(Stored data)
——————
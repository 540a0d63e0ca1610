//! UseCase errors

use thiserror::Error;

use crate::domain::{ClientId, PublishError, RegistryError};

#[derive(Debug, Clone, PartialEq, Eq, Error)]
pub enum JoinError {
    #[error(transparent)]
    Registry(#[from] RegistryError),
}

#[derive(Debug, Clone, PartialEq, Eq, Error)]
pub enum RelayError {
    /// The sending connection is no longer in the registry
    #[error("client '{0}' is not registered")]
    UnknownClient(ClientId),

    #[error(transparent)]
    Publish(#[from] PublishError),
}

#[derive(Debug, Clone, PartialEq, Eq, Error)]
pub enum LeaveError {
    #[error(transparent)]
    Publish(#[from] PublishError),
}
//! HTTP API response DTOs.

use serde::{Deserialize, Serialize};

/// Connected client as listed by `GET /clients`
#[derive(Debug, Clone, PartialEq, Eq, Serialize, Deserialize)]
pub struct ClientDto {
    pub id: String,
    pub nickname: String,
    pub color: String,
}

/// Room entry of `GET /api/rooms`
#[derive(Debug, Clone, PartialEq, Eq, Serialize, Deserialize)]
pub struct RoomSummaryDto {
    pub room: String,
    pub members: usize,
}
——————
**Directions**
Give back every entry above, complete and exact.

**Exercise response**
repository 540a0d63e0ca1610
//! UseCase errors

use thiserror::Error;

use crate::domain::{ClientId, PublishError, RegistryError};

#[derive(Debug, Clone, PartialEq, Eq, Error)]
pub enum JoinError {
    #[error(transparent)]
    Registry(#[from] RegistryError),
}

#[derive(Debug, Clone, PartialEq, Eq, Error)]
pub enum RelayError {
    /// The sending connection is no longer in the registry
    #[error("client '{0}' is not registered")]
    UnknownClient(ClientId),

    #[error(transparent)]
    Publish(#[from] PublishError),
}

#[derive(Debug, Clone, PartialEq, Eq, Error)]
pub enum LeaveError {
    #[error(transparent)]
    Publish(#[from] PublishError),
}
//! HTTP API response DTOs.

use serde::{Deserialize, Serialize};

/// Connected client as listed by `GET /clients`
#[derive(Debug, Clone, PartialEq, Eq, Serialize, Deserialize)]
pub struct ClientDto {
    pub id: String,
    pub nickname: String,
    pub color: String,
}

/// Room entry of `GET /api/rooms`
#[derive(Debug, Clone, PartialEq, Eq, Serialize, Deserialize)]
pub struct RoomSummaryDto {
    pub room: String,
    pub members: usize,
}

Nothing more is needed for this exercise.